## [Work instructions]
From the records below, copy the lines that include "subtags".

[Extracted records]

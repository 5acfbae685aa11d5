//! Completion providers

mod attributes;
mod elements;
mod snippets;
mod values;

pub use snippets::tag_skeleton;

use crate::document::TextDocument;
use crate::resolver::{in_script_block, resolve_context};
use crate::settings::Settings;
use crate::types::{CompletionResult, CursorContext, Position};
use flow_data::FlowData;
use tracing::debug;

/// Get completions at a position
pub fn get_completions(
    data: &FlowData,
    doc: &TextDocument,
    position: Position,
    settings: &Settings,
) -> CompletionResult {
    let position = doc.clamp(position);
    let ctx = resolve_context(doc, position);
    debug!(?ctx, %position, "completion context");

    let items = match &ctx {
        CursorContext::AttributeValue { tag, attribute } => {
            values::complete_values(data, doc, position, tag, attribute)
        }
        CursorContext::AttributeName { tag } => {
            attributes::complete_attributes(data, doc, position, &tag.text, settings)
        }
        CursorContext::TagStart { .. } if tags_allowed(doc, position) => {
            elements::complete_elements(data, settings)
        }
        _ => Vec::new(),
    };

    CompletionResult::new(items)
}

/// Whether the document language accepts element tags at the position.
pub fn tags_allowed(doc: &TextDocument, position: Position) -> bool {
    match doc.language_id() {
        "vue" => !in_script_block(doc, position),
        "html" | "typescript" | "mdx" => true,
        _ => false,
    }
}
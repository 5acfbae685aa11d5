//! Load element metadata.
//!
//! Element schemas ship inside the crate as JSON files, one file per
//! element, each an object keyed by tag name:
//!
//! ```text
//! data/elements/
//! ├── f-button.json      { "f-button": { "title": ..., "attributes": { ... } } }
//! ├── f-div.json
//! └── ...
//! ```

use crate::types::{AttributeMeta, ElementMeta};
use indexmap::IndexMap;
use thiserror::Error;

/// Bundled element schemas, in catalogue order.
const BUNDLED_ELEMENTS: &[(&str, &str)] = &[
    ("f-button.json", include_str!("../data/elements/f-button.json")),
    ("f-icon-button.json", include_str!("../data/elements/f-icon-button.json")),
    ("f-icon.json", include_str!("../data/elements/f-icon.json")),
    ("f-div.json", include_str!("../data/elements/f-div.json")),
    ("f-text.json", include_str!("../data/elements/f-text.json")),
    ("f-spacer.json", include_str!("../data/elements/f-spacer.json")),
];

/// Errors that can occur when loading element metadata.
#[derive(Error, Debug)]
pub enum LoadError {
    /// Failed to parse a JSON source.
    #[error("Failed to parse {file}: {source}")]
    Parse {
        file: String,
        source: serde_json::Error,
    },

    /// The same tag is defined by two sources.
    #[error("Element {0} is defined more than once")]
    DuplicateElement(String),

    /// A `defaults` entry names an attribute the element does not declare.
    #[error("Element {element} lists default attribute {attribute} which it does not declare")]
    UnknownDefault { element: String, attribute: String },

    /// A `subtags` entry names an element that is not known.
    #[error("Element {element} lists unknown subtag {subtag}")]
    UnknownSubtag { element: String, subtag: String },
}

/// Loaded element metadata.
///
/// Immutable once built; share it behind an `Arc`.
#[derive(Debug, Default)]
pub struct FlowData {
    /// Element definitions indexed by tag name, in catalogue order.
    elements: IndexMap<String, ElementMeta>,
}

impl FlowData {
    /// Load the schemas bundled with this crate.
    pub fn bundled() -> Result<Self, LoadError> {
        Self::from_sources(BUNDLED_ELEMENTS)
    }

    /// Load from a single JSON object keyed by tag name.
    pub fn from_json(json: &str) -> Result<Self, LoadError> {
        Self::from_sources(&[("<inline>", json)])
    }

    /// Load from `(file name, JSON)` pairs and check cross references.
    pub fn from_sources(sources: &[(&str, &str)]) -> Result<Self, LoadError> {
        let mut data = FlowData::default();

        for (file, json) in sources {
            let elements: IndexMap<String, ElementMeta> =
                serde_json::from_str(json).map_err(|e| LoadError::Parse {
                    file: file.to_string(),
                    source: e,
                })?;

            for (name, element) in elements {
                if data.elements.contains_key(&name) {
                    return Err(LoadError::DuplicateElement(name));
                }
                data.elements.insert(name, element);
            }
        }

        data.check_references()?;
        Ok(data)
    }

    fn check_references(&self) -> Result<(), LoadError> {
        for (name, element) in self.elements.iter() {
            if let Some(attribute) = element
                .defaults
                .iter()
                .find(|attr| !element.attributes.contains_key(attr.as_str()))
            {
                return Err(LoadError::UnknownDefault {
                    element: name.to_string(),
                    attribute: attribute.clone(),
                });
            }

            if let Some(subtag) = element
                .subtags
                .iter()
                .find(|tag| !self.elements.contains_key(tag.as_str()))
            {
                return Err(LoadError::UnknownSubtag {
                    element: name.to_string(),
                    subtag: subtag.clone(),
                });
            }
        }
        Ok(())
    }

    /// Get element definition by tag name.
    pub fn get_element(&self, name: &str) -> Option<&ElementMeta> {
        self.elements.get(name)
    }

    /// Get attribute definition for an element.
    pub fn get_attribute(&self, element: &str, attribute: &str) -> Option<&AttributeMeta> {
        self.elements
            .get(element)
            .and_then(|e| e.attributes.get(attribute))
    }

    /// Check whether a tag is a known element.
    pub fn is_known(&self, name: &str) -> bool {
        self.elements.contains_key(name)
    }

    /// All elements in catalogue order.
    pub fn elements(&self) -> impl Iterator<Item = (&str, &ElementMeta)> {
        self.elements
            .iter()
            .map(|(name, element)| (name.as_str(), element))
    }

    pub fn len(&self) -> usize {
        self.elements.len()
    }

    pub fn is_empty(&self) -> bool {
        self.elements.is_empty()
    }
}
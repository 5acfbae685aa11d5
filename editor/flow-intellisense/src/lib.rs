//! flow-intellisense - Completion, hover and diagnostics for flow elements
//!
//! Works on the raw text of HTML, Vue, MDX and templated TypeScript files
//! containing flow design system tags (`<f-button>`, `<f-div>`, ...).
//!
//! # Architecture
//!
//! ```text
//! CLI/LSP -> Engine -> resolver  -> completions / hover
//!                   -> extractor -> diagnostics
//!                   -> FlowData (element schemas)
//! ```
//!
//! # Features
//!
//! - **Tag completion**: Every known element, expanded into a snippet with
//!   its required attributes and nested subtags
//! - **Attribute completion**: Names filtered by typed prefix and `@`/`:` binding
//! - **Value completion**: Enumerated options, per slot for multi-value attributes
//! - **Hover**: Element and attribute documentation as markdown
//! - **Diagnostics**: Missing or blank required attributes
//!
//! # Example
//!
//! ```rust
//! use flow_intellisense::{Engine, Position, Settings, TextDocument};
//!
//! let engine = Engine::new().unwrap();
//! let doc = TextDocument::new("<f-button size=\"\"></f-button>", "html");
//!
//! let result = engine.complete(&doc, Position::new(0, 16), None, &Settings::default());
//! assert!(result.labels().contains(&"large"));
//!
//! let diagnostics = engine.validate(&doc);
//! assert_eq!(diagnostics[0].message, "label is required");
//! ```

pub mod completions;
pub mod diagnostics;
pub mod document;
pub mod extractor;
pub mod hover;
pub mod resolver;
pub mod settings;
pub mod types;

// Re-export main types
pub use document::TextDocument;
pub use flow_data::{FlowData, LoadError};
pub use settings::{QuoteStyle, Settings};
pub use types::{
    CompletionItem, CompletionKind, CompletionResult, CursorContext, Diagnostic, HoverInfo,
    Position, Range, RelatedInformation, Severity, TagToken,
};

use std::sync::Arc;
use tracing::debug;

/// Characters that should open the completion list
pub const TRIGGER_CHARACTERS: &[&str] = &[" ", ":", "<", "\"", "'", "/", "@", "("];

/// Main engine
///
/// Holds only the immutable element schemas; every request works on the
/// document and settings it is given.
#[derive(Debug, Clone)]
pub struct Engine {
    data: Arc<FlowData>,
}

impl Engine {
    /// Create engine with the bundled element schemas
    pub fn new() -> Result<Self, LoadError> {
        Ok(Self::with_data(FlowData::bundled()?))
    }

    /// Create engine with pre-loaded schemas
    pub fn with_data(data: FlowData) -> Self {
        Self {
            data: Arc::new(data),
        }
    }

    /// Create engine sharing schemas with another owner
    pub fn from_shared(data: Arc<FlowData>) -> Self {
        Self { data }
    }

    /// Get completions at a position
    pub fn complete(
        &self,
        doc: &TextDocument,
        position: Position,
        trigger: Option<&str>,
        settings: &Settings,
    ) -> CompletionResult {
        debug!(?trigger, language = doc.language_id(), "completion request");
        completions::get_completions(&self.data, doc, position, settings)
    }

    /// Get hover information at a position
    pub fn hover(&self, doc: &TextDocument, position: Position) -> Option<HoverInfo> {
        hover::get_hover(&self.data, doc, position)
    }

    /// Validate a whole document
    pub fn validate(&self, doc: &TextDocument) -> Vec<Diagnostic> {
        diagnostics::validate_document(&self.data, doc)
    }

    /// Classify the cursor position
    pub fn context(&self, doc: &TextDocument, position: Position) -> CursorContext {
        resolver::resolve_context(doc, position)
    }

    /// Get the element schemas
    pub fn data(&self) -> &FlowData {
        &self.data
    }
}
//! Configuration loading for the LSP engine
//!
//! Loads settings from YAML configuration files. Snippet settings can be
//! overridden at runtime by the client through `initializationOptions` and
//! `workspace/didChangeConfiguration`.

use flow_intellisense::Settings;
use serde::Deserialize;
use serde_json::Value;
use std::path::{Path, PathBuf};
use thiserror::Error;

/// Section name used by clients for snippet settings
pub const SETTINGS_SECTION: &str = "flow-helper";

/// Configuration file names looked up in the workspace root, in order
const CONFIG_FILES: &[&str] = &[".flow-lsp.yaml", ".flow-lsp.yml", "flow-lsp.yaml", "flow-lsp.yml"];

/// Configuration errors
#[derive(Debug, Error)]
pub enum ConfigError {
    #[error("Failed to read config file {path}: {source}")]
    Read {
        path: PathBuf,
        #[source]
        source: std::io::Error,
    },

    #[error("Failed to parse config file {path}: {source}")]
    Parse {
        path: PathBuf,
        #[source]
        source: serde_yaml::Error,
    },

    #[error("Invalid flow-helper settings: {0}")]
    Settings(#[from] serde_json::Error),
}

/// Main engine configuration
#[derive(Debug, Clone, Default, Deserialize)]
#[serde(default)]
pub struct EngineConfig {
    /// Engine settings
    pub engine: EngineSettings,
    /// Snippet settings handed to every completion request
    #[serde(rename = "flow-helper", alias = "settings")]
    pub settings: Settings,
}

/// Core engine settings
#[derive(Debug, Clone, Deserialize)]
#[serde(default)]
pub struct EngineSettings {
    /// Server name
    pub name: String,
    /// Log level (trace, debug, info, warn, error), used when `RUST_LOG` is unset.
    /// Read once at startup from the config in the working directory.
    pub log_level: String,
    /// Look for a config file in the workspace root
    pub workspace_discovery: bool,
    /// Language ids that get diagnostics
    pub languages: Vec<String>,
}

impl Default for EngineSettings {
    fn default() -> Self {
        Self {
            name: "flow-lsp".to_string(),
            log_level: "info".to_string(),
            workspace_discovery: true,
            languages: ["vue", "html", "typescript", "mdx"]
                .into_iter()
                .map(String::from)
                .collect(),
        }
    }
}

impl EngineConfig {
    /// Load configuration from a YAML file
    pub fn load(path: &Path) -> Result<Self, ConfigError> {
        let content = std::fs::read_to_string(path).map_err(|source| ConfigError::Read {
            path: path.to_path_buf(),
            source,
        })?;

        serde_yaml::from_str(&content).map_err(|source| ConfigError::Parse {
            path: path.to_path_buf(),
            source,
        })
    }

    /// Load configuration from the first config file in the workspace root.
    ///
    /// Defaults when there is none; a file that exists but is broken is an error.
    pub fn load_default(workspace_root: &Path) -> Result<Self, ConfigError> {
        match Self::find_config_file(workspace_root) {
            Some(path) => {
                tracing::info!("Loading config from {}", path.display());
                Self::load(&path)
            }
            None => Ok(Self::default()),
        }
    }

    /// Find the config file in a workspace root
    pub fn find_config_file(workspace_root: &Path) -> Option<PathBuf> {
        CONFIG_FILES
            .iter()
            .map(|name| workspace_root.join(name))
            .find(|candidate| candidate.is_file())
    }

    /// Apply a client settings payload such as `{"flow-helper": {"quotes": "single"}}`.
    ///
    /// Keys present in the payload override the current settings; keys it
    /// leaves out keep their value. Returns whether the payload carried the
    /// settings section.
    pub fn apply_client_settings(&mut self, payload: &Value) -> Result<bool, ConfigError> {
        let Some(section) = payload.get(SETTINGS_SECTION) else {
            return Ok(false);
        };

        let merged = match (serde_json::to_value(self.settings)?, section) {
            (Value::Object(mut current), Value::Object(overrides)) => {
                for (key, value) in overrides {
                    current.insert(settings_key(key).to_string(), value.clone());
                }
                Value::Object(current)
            }
            _ => section.clone(),
        };

        self.settings = Settings::deserialize(merged)?;
        Ok(true)
    }

    /// Log filter directive: `RUST_LOG` when set, otherwise `engine.log_level`
    pub fn log_directive(&self, env: Option<String>) -> String {
        env.filter(|directive| !directive.trim().is_empty())
            .unwrap_or_else(|| self.engine.log_level.clone())
    }

    /// Whether diagnostics are published for a language
    pub fn validates(&self, language_id: &str) -> bool {
        self.engine.languages.iter().any(|lang| lang == language_id)
    }
}

/// Serialized name of a settings key given in any accepted spelling
fn settings_key(key: &str) -> &str {
    match key {
        "indentSize" | "indent_size" => "indent-size",
        other => other,
    }
}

[/Extracted records]

## [Result]
    /// A `subtags` entry names an element that is not known.
                .subtags
//!   its required attributes and nested subtags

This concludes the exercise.